I let the last couple of parsnips go to flower and hopefully, seed. Although it's usual to select the best roots for growing on to seed, preserving and enhancing the quality of the next crop, I don't think too much harm will come from saving the seed from these leftover plants from last year. Parsnip seed, like carrot seed has quite short viability. I'm hoping by having ultra fresh seeds we'll have excellent germination when I plant them next spring.
Also in the seed saving bed, some Forono beetroots. These are the long rooted sort, sometimes described as tankard shaped roots. I'm not sure of their security in the world, Suttons seeds are now offering a variety they say supersedes them and I've not seen them on offer anywhere else recently. Reason enough to start saving their seed at home, I think they're one of the best beetroot available.
These onions are from sets planted last autumn, an overwintering variety. They've not done too badly although I think the soil is rather impoverished in this back garden bed. I may have pulled them a little early but I needed the space for cabbages. I also took up the Jolimont garlic. Not hugely impressed by these, I was hoping for much larger bulbs. The plants were beginning to succumb to rust so I didn't want to leave them any longer. Still there are one or two largish bulbs and I will save them for planting in the autumn - the rest will be devoured in no time.

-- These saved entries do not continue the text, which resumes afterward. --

/// Block Template Manager - current work and its recent backlog
///
/// The node hands out work through `eth_getWork`. Each refresh builds a new
/// immutable `BlockTemplate` and swaps it into the `WorkCache` whole, so a
/// share handler sees either the old snapshot or the new one. Work for the
/// last few heights stays resolvable so that shares racing a new block are
/// still judged on their own work.

use chrono::Utc;
use etchash::{difficulty_for_target, PowVerifier};
use num_bigint::BigUint;
use parking_lot::RwLock;
use std::collections::HashMap;
use std::sync::Arc;
use std::time::Duration;
use tokio::sync::Mutex;
use tokio::task::JoinHandle;
use tokio::time;

use super::rpc_client::{parse_hex_biguint, parse_hex_u64, NodeRpc};
use crate::error::{ProxyError, Result};
use crate::metrics::prometheus as metrics;

/// Heights behind the newest one whose work is still accepted
pub const MAX_BACKLOG: u64 = 3;

/// One unit of work a miner may be hashing on
#[derive(Debug, Clone, PartialEq, Eq)]
pub struct WorkDescriptor {
    pub height: u64,
    /// Network difficulty of the block this work belongs to
    pub difficulty: BigUint,
    /// Pow hash (header hash without nonce), as handed to miners
    pub hash_no_nonce: String,
    /// Header of the template that introduced this work, for logs
    pub header: String,
}

#[derive(Debug, Clone)]
pub struct BlockTemplate {
    pub header: String,
    pub seed: String,
    pub target: String,
    pub height: u64,
    pub difficulty: BigUint,
    pub fetched_at: i64,
    headers: HashMap<String, Arc<WorkDescriptor>>,
}

impl BlockTemplate {
    pub fn new(header: &str, seed: &str, target: &str, height: u64, difficulty: BigUint) -> Self {
        let descriptor = Arc::new(WorkDescriptor {
            height,
            difficulty: difficulty.clone(),
            hash_no_nonce: header.to_string(),
            header: header.to_string(),
        });

        let mut headers = HashMap::new();
        headers.insert(header.to_string(), descriptor);

        Self {
            header: header.to_string(),
            seed: seed.to_string(),
            target: target.to_string(),
            height,
            difficulty,
            fetched_at: Utc::now().timestamp(),
            headers,
        }
    }

    /// Build a template from an `eth_getWork` reply
    /// (`[pow_hash, seed_hash, target, ...]`) at `height`, carrying over the
    /// previous template's work that is still within the backlog.
    pub fn from_work(reply: &[String], height: u64, previous: Option<&BlockTemplate>) -> Result<Self> {
        if reply.len() < 3 {
            return Err(ProxyError::RpcFailure(format!(
                "work reply has {} fields, expected at least 3",
                reply.len()
            )));
        }

        let target = parse_hex_biguint(&reply[2])
            .ok_or_else(|| ProxyError::RpcFailure(format!("work target is not hex: {}", reply[2])))?;
        let difficulty = difficulty_for_target(&target)
            .ok_or_else(|| ProxyError::RpcFailure("work target is zero".to_string()))?;

        let mut template = Self::new(&reply[0], &reply[1], &reply[2], height, difficulty);

        if let Some(previous) = previous {
            let oldest = height.saturating_sub(MAX_BACKLOG);
            for (key, descriptor) in &previous.headers {
                if descriptor.height > oldest && !template.headers.contains_key(key) {
                    template.headers.insert(key.clone(), descriptor.clone());
                }
            }
        }

        Ok(template)
    }

    /// Add older work to this template
    pub fn insert_work(&mut self, descriptor: WorkDescriptor) {
        self.headers
            .insert(descriptor.hash_no_nonce.clone(), Arc::new(descriptor));
    }

    pub fn lookup(&self, hash_no_nonce: &str) -> Option<Arc<WorkDescriptor>> {
        self.headers.get(hash_no_nonce).cloned()
    }

    pub fn backlog_len(&self) -> usize {
        self.headers.len()
    }
}

/// Holder of the current template snapshot
#[derive(Default)]
pub struct WorkCache {
    current: RwLock<Option<Arc<BlockTemplate>>>,
}

impl WorkCache {
    pub fn new() -> Self {
        Self::default()
    }

    pub fn current(&self) -> Option<Arc<BlockTemplate>> {
        self.current.read().clone()
    }

    pub fn lookup(&self, hash_no_nonce: &str) -> Option<Arc<WorkDescriptor>> {
        self.current().and_then(|t| t.lookup(hash_no_nonce))
    }

    pub fn replace(&self, template: BlockTemplate) -> Arc<BlockTemplate> {
        let template = Arc::new(template);
        *self.current.write() = Some(template.clone());
        template
    }
}

/// Anything that can be asked to fetch fresh work. Never awaited by callers.
pub trait TemplateRefresher: Send + Sync {
    fn refresh(&self);
}

pub struct BlockTemplateManager {
    rpc_client: Arc<dyn NodeRpc>,
    cache: Arc<WorkCache>,
    verifier: Option<Arc<dyn PowVerifier>>,
    update_interval: Duration,
    update_lock: Arc<Mutex<()>>,
}

impl BlockTemplateManager {
    pub fn new(
        rpc_client: Arc<dyn NodeRpc>,
        cache: Arc<WorkCache>,
        verifier: Option<Arc<dyn PowVerifier>>,
        update_interval: Duration,
    ) -> Self {
        tracing::info!(
            "BlockTemplateManager: interval={}ms, backlog={}",
            update_interval.as_millis(),
            MAX_BACKLOG
        );

        Self {
            rpc_client,
            cache,
            verifier,
            update_interval,
            update_lock: Arc::new(Mutex::new(())),
        }
    }

    pub fn cache(&self) -> Arc<WorkCache> {
        self.cache.clone()
    }

    /// Start template update loop
    pub fn start(&self) -> JoinHandle<()> {
        let rpc_client = self.rpc_client.clone();
        let cache = self.cache.clone();
        let verifier = self.verifier.clone();
        let update_lock = self.update_lock.clone();
        let update_interval = self.update_interval;

        tokio::spawn(async move {
            let mut interval = time::interval(update_interval);
            interval.set_missed_tick_behavior(time::MissedTickBehavior::Skip);

            loop {
                interval.tick().await;
                if let Err(e) = Self::update(&rpc_client, &cache, verifier.as_ref(), &update_lock).await {
                    metrics::inc_template_fetch_errors();
                    tracing::error!("Failed to fetch block template: {}", e);
                }
            }
        })
    }

    /// Fetch work now. Returns the new template, or `None` when the node is
    /// still on the same work.
    pub async fn force_update(&self) -> Result<Option<Arc<BlockTemplate>>> {
        Self::update(&self.rpc_client, &self.cache, self.verifier.as_ref(), &self.update_lock).await
    }

    async fn update(
        rpc_client: &Arc<dyn NodeRpc>,
        cache: &WorkCache,
        verifier: Option<&Arc<dyn PowVerifier>>,
        update_lock: &Mutex<()>,
    ) -> Result<Option<Arc<BlockTemplate>>> {
        let _guard = update_lock.lock().await;

        let current = cache.current();
        let reply = rpc_client.get_work().await?;

        // Same pow hash: the node has nothing new
        if current.as_ref().zip(reply.first()).map(|(t, h)| &t.header == h).unwrap_or(false) {
            return Ok(None);
        }

        let height = match reply.get(3).and_then(|h| parse_hex_u64(h)) {
            Some(h) => h,
            None => rpc_client.get_pending_block().await?.number,
        };

        let template = BlockTemplate::from_work(&reply, height, current.as_deref())?;
        let height_changed = current.as_ref().map(|t| t.height != height).unwrap_or(true);

        tracing::info!(
            "📋 New block to mine at height {} / {} / {}",
            height,
            short_hash(&template.header),
            template.difficulty
        );
        metrics::set_template_height(height);
        metrics::set_template_backlog(template.backlog_len());
        metrics::inc_template_updates();

        let template = cache.replace(template);

        if height_changed {
            if let Some(verifier) = verifier {
                let verifier = verifier.clone();
                tokio::task::spawn_blocking(move || verifier.prepare(height));
            }
        }

        Ok(Some(template))
    }
}

impl TemplateRefresher for BlockTemplateManager {
    fn refresh(&self) {
        let rpc_client = self.rpc_client.clone();
        let cache = self.cache.clone();
        let verifier = self.verifier.clone();
        let update_lock = self.update_lock.clone();

        match tokio::runtime::Handle::try_current() {
            Ok(handle) => {
                handle.spawn(async move {
                    if let Err(e) = Self::update(&rpc_client, &cache, verifier.as_ref(), &update_lock).await {
                        metrics::inc_template_fetch_errors();
                        tracing::error!("Template refresh after block failed: {}", e);
                    }
                });
            }
            Err(_) => tracing::warn!("Template refresh requested outside a runtime"),
        }
    }
}

fn short_hash(hash: &str) -> &str {
    hash.get(..10).unwrap_or(hash)
}
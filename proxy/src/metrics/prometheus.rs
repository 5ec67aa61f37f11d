use prometheus::{Encoder, IntCounter, IntGauge, TextEncoder};
use prometheus::core::Collector;
use std::sync::OnceLock;

static SHARES_ACCEPTED: OnceLock<IntCounter> = OnceLock::new();
static SHARES_DUPLICATE: OnceLock<IntCounter> = OnceLock::new();
static SHARES_STALE: OnceLock<IntCounter> = OnceLock::new();
static SHARES_INVALID: OnceLock<IntCounter> = OnceLock::new();
static SHARES_UNVERIFIED: OnceLock<IntCounter> = OnceLock::new();
static MALFORMED_NONCES: OnceLock<IntCounter> = OnceLock::new();

static BLOCKS_FOUND: OnceLock<IntCounter> = OnceLock::new();
static BLOCK_SUBMIT_ATTEMPTS: OnceLock<IntCounter> = OnceLock::new();
static BLOCK_SUBMIT_REJECTED: OnceLock<IntCounter> = OnceLock::new();
static BLOCK_SUBMIT_ERRORS: OnceLock<IntCounter> = OnceLock::new();
static BLOCK_RECORD_FAILURES: OnceLock<IntCounter> = OnceLock::new();

static RECONCILE_RETRIES: OnceLock<IntCounter> = OnceLock::new();
static RECONCILE_RECOVERED: OnceLock<IntCounter> = OnceLock::new();
static RECONCILE_ABANDONED: OnceLock<IntCounter> = OnceLock::new();
static RECONCILE_PENDING: OnceLock<IntGauge> = OnceLock::new();

static RPC_REQUESTS: OnceLock<IntCounter> = OnceLock::new();
static RPC_ERRORS: OnceLock<IntCounter> = OnceLock::new();
static TEMPLATE_UPDATES: OnceLock<IntCounter> = OnceLock::new();
static TEMPLATE_FETCH_ERRORS: OnceLock<IntCounter> = OnceLock::new();
static TEMPLATE_HEIGHT: OnceLock<IntGauge> = OnceLock::new();
static TEMPLATE_BACKLOG: OnceLock<IntGauge> = OnceLock::new();

static REDIS_ERRORS: OnceLock<IntCounter> = OnceLock::new();

fn counter(cell: &'static OnceLock<IntCounter>, name: &str, help: &str) -> &'static IntCounter {
    cell.get_or_init(|| IntCounter::new(name, help).unwrap())
}

fn gauge(cell: &'static OnceLock<IntGauge>, name: &str, help: &str) -> &'static IntGauge {
    cell.get_or_init(|| IntGauge::new(name, help).unwrap())
}

fn shares_accepted() -> &'static IntCounter {
    counter(&SHARES_ACCEPTED, "shares_accepted_total", "Total shares credited")
}

fn shares_duplicate() -> &'static IntCounter {
    counter(&SHARES_DUPLICATE, "shares_duplicate_total", "Total shares already recorded")
}

fn shares_stale() -> &'static IntCounter {
    counter(&SHARES_STALE, "shares_stale_total", "Total shares for unknown or expired work")
}

fn shares_invalid() -> &'static IntCounter {
    counter(&SHARES_INVALID, "shares_invalid_total", "Total shares failing share difficulty")
}

fn shares_unverified() -> &'static IntCounter {
    counter(
        &SHARES_UNVERIFIED,
        "shares_unverified_total",
        "Total shares rejected because no verifier is configured",
    )
}

fn malformed_nonces() -> &'static IntCounter {
    counter(&MALFORMED_NONCES, "malformed_nonces_total", "Total nonces that failed hex parsing")
}

fn blocks_found() -> &'static IntCounter {
    counter(&BLOCKS_FOUND, "blocks_found_total", "Total blocks accepted by the node")
}

fn block_submit_attempts() -> &'static IntCounter {
    counter(
        &BLOCK_SUBMIT_ATTEMPTS,
        "block_submit_attempts_total",
        "Total block submit attempts (block candidates)",
    )
}

fn block_submit_rejected() -> &'static IntCounter {
    counter(&BLOCK_SUBMIT_REJECTED, "block_submit_rejected_total", "Total block submits rejected by the node")
}

fn block_submit_errors() -> &'static IntCounter {
    counter(&BLOCK_SUBMIT_ERRORS, "block_submit_errors_total", "Total block submits that failed in transport")
}

fn block_record_failures() -> &'static IntCounter {
    counter(
        &BLOCK_RECORD_FAILURES,
        "block_record_failures_total",
        "Total accepted blocks whose backend write failed",
    )
}

fn reconcile_retries() -> &'static IntCounter {
    counter(&RECONCILE_RETRIES, "block_reconcile_retries_total", "Total block record retry attempts")
}

fn reconcile_recovered() -> &'static IntCounter {
    counter(&RECONCILE_RECOVERED, "block_reconcile_recovered_total", "Total block records written on retry")
}

fn reconcile_abandoned() -> &'static IntCounter {
    counter(
        &RECONCILE_ABANDONED,
        "block_reconcile_abandoned_total",
        "Total block records given up after the last retry",
    )
}

fn reconcile_pending() -> &'static IntGauge {
    gauge(&RECONCILE_PENDING, "block_reconcile_pending", "Block records awaiting a retry")
}

fn rpc_requests() -> &'static IntCounter {
    counter(&RPC_REQUESTS, "rpc_requests_total", "Total RPC requests to the node")
}

fn rpc_errors() -> &'static IntCounter {
    counter(&RPC_ERRORS, "rpc_errors_total", "Total RPC errors")
}

fn template_updates() -> &'static IntCounter {
    counter(&TEMPLATE_UPDATES, "block_template_updates_total", "Total template updates")
}

fn template_fetch_errors() -> &'static IntCounter {
    counter(&TEMPLATE_FETCH_ERRORS, "block_template_fetch_errors_total", "Total template fetch errors")
}

fn template_height() -> &'static IntGauge {
    gauge(&TEMPLATE_HEIGHT, "block_template_height", "Height of the current work")
}

fn template_backlog() -> &'static IntGauge {
    gauge(&TEMPLATE_BACKLOG, "block_template_backlog", "Work headers still accepted for shares")
}

fn redis_errors() -> &'static IntCounter {
    counter(&REDIS_ERRORS, "redis_errors_total", "Total Redis errors")
}

pub fn inc_shares_accepted() {
    shares_accepted().inc();
}
pub fn inc_shares_duplicate() {
    shares_duplicate().inc();
}
pub fn inc_shares_stale() {
    shares_stale().inc();
}
pub fn inc_shares_invalid() {
    shares_invalid().inc();
}
pub fn inc_shares_unverified() {
    shares_unverified().inc();
}
pub fn inc_malformed_nonces() {
    malformed_nonces().inc();
}
pub fn inc_blocks_found() {
    blocks_found().inc();
}
pub fn inc_block_submit_attempts() {
    block_submit_attempts().inc();
}
pub fn inc_block_submit_rejected() {
    block_submit_rejected().inc();
}
pub fn inc_block_submit_errors() {
    block_submit_errors().inc();
}
pub fn inc_block_record_failures() {
    block_record_failures().inc();
}
pub fn inc_reconcile_retries() {
    reconcile_retries().inc();
}
pub fn inc_reconcile_recovered() {
    reconcile_recovered().inc();
}
pub fn inc_reconcile_abandoned() {
    reconcile_abandoned().inc();
}
pub fn inc_reconcile_pending() {
    reconcile_pending().inc();
}
pub fn dec_reconcile_pending() {
    reconcile_pending().dec();
}
pub fn inc_rpc_requests() {
    rpc_requests().inc();
}
pub fn inc_rpc_errors() {
    rpc_errors().inc();
}
pub fn inc_template_updates() {
    template_updates().inc();
}
pub fn inc_template_fetch_errors() {
    template_fetch_errors().inc();
}
pub fn set_template_height(height: u64) {
    template_height().set(height as i64);
}
pub fn set_template_backlog(headers: usize) {
    template_backlog().set(headers as i64);
}
pub fn inc_redis_errors() {
    redis_errors().inc();
}

pub fn render() -> String {
    let enc = TextEncoder::new();
    let mut mfs = Vec::new();

    mfs.extend(shares_accepted().collect());
    mfs.extend(shares_duplicate().collect());
    mfs.extend(shares_stale().collect());
    mfs.extend(shares_invalid().collect());
    mfs.extend(shares_unverified().collect());
    mfs.extend(malformed_nonces().collect());
    mfs.extend(blocks_found().collect());
    mfs.extend(block_submit_attempts().collect());
    mfs.extend(block_submit_rejected().collect());
    mfs.extend(block_submit_errors().collect());
    mfs.extend(block_record_failures().collect());
    mfs.extend(reconcile_retries().collect());
    mfs.extend(reconcile_recovered().collect());
    mfs.extend(reconcile_abandoned().collect());
    mfs.extend(reconcile_pending().collect());
    mfs.extend(rpc_requests().collect());
    mfs.extend(rpc_errors().collect());
    mfs.extend(template_updates().collect());
    mfs.extend(template_fetch_errors().collect());
    mfs.extend(template_height().collect());
    mfs.extend(template_backlog().collect());
    mfs.extend(redis_errors().collect());

    let mut buf = Vec::new();
    let _ = enc.encode(&mfs, &mut buf);
    String::from_utf8_lossy(&buf).to_string()
}
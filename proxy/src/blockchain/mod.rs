/// Node communication: JSON-RPC client and the work it hands out

pub mod rpc_client;
pub mod template_manager;

pub use rpc_client::{NodeRpc, NodeRpcClient, PendingBlock};
pub use template_manager::{
    BlockTemplate, BlockTemplateManager, TemplateRefresher, WorkCache, WorkDescriptor, MAX_BACKLOG,
};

The other 'special' garlic I bought for this season, called Arno wasn't planted until March. It's still growing well and looks as if it might be more rewarding than the Jolimont, we'll just have to wait and see. The maincrop garlic, that same old redskinned hardneck that came from a supermarket originally is doing its stuff on the other plot. I expect it will be o.k. although the bulbs are never huge.
And I'm still all trembling from the scary joy of having a young swallow perched on my finger. An evil cat had caught it and brought it in to despatch and luckily I got there in time. The trouble with saving birds from the cats is that the birds, even if relatively unharmed are so shocked and terrified by their experience it's hard to find a safe place to let them go to recover.
The little chap sat quietly in my hand for a moment while I tried to decide which nest was most likely to have been his home when he perked up and trustingly settled on my forefinger. The bird and I surveyed each other for some moments, as I cooed and smoothed his feathers and then, when the adult pair came swooping down to investigate he bravely took off and flew away with them. I hope he's strong enough to learn never to come too close to a cat again.